___ Extracted records ___

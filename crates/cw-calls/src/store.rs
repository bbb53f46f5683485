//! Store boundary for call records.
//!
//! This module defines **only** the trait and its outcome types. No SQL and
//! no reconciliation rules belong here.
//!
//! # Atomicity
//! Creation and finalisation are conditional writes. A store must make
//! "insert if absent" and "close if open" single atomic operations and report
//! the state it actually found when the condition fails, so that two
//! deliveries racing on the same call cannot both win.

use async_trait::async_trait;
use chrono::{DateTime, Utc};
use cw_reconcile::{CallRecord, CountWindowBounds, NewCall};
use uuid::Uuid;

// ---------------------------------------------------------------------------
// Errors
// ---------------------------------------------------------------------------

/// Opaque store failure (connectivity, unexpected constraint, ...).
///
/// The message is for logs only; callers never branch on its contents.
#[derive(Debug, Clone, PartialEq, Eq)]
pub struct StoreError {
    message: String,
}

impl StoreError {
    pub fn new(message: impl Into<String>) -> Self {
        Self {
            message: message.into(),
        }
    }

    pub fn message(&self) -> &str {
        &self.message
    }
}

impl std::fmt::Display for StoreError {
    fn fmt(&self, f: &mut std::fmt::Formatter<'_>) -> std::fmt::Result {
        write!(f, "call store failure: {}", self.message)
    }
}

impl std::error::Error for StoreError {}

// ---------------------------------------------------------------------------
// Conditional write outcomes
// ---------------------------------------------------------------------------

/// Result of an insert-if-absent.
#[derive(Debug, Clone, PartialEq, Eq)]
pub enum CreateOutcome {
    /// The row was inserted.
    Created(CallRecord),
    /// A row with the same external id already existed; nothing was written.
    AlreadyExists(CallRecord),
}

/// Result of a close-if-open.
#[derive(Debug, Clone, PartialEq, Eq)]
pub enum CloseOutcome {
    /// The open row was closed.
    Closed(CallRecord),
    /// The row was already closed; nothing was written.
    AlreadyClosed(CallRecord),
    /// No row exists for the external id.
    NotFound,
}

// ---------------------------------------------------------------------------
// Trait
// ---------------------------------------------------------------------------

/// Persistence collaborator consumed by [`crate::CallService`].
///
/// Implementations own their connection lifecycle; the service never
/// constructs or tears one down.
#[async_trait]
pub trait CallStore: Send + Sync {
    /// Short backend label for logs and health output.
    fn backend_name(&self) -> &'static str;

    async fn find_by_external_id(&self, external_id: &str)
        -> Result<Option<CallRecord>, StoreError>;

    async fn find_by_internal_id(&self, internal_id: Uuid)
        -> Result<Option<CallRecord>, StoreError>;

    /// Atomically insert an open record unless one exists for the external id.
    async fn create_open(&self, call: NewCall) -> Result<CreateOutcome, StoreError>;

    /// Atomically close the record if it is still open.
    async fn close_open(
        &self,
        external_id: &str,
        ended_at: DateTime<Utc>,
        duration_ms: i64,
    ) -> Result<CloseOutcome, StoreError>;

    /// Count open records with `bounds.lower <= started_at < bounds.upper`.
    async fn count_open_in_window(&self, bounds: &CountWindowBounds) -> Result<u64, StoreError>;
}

___

**Work instruction:**
Look through the entries for the string "CreateOutcome". Every line that has it belongs in the answer.

**Response for this exercise:**
pub enum CreateOutcome {
    async fn create_open(&self, call: NewCall) -> Result<CreateOutcome, StoreError>;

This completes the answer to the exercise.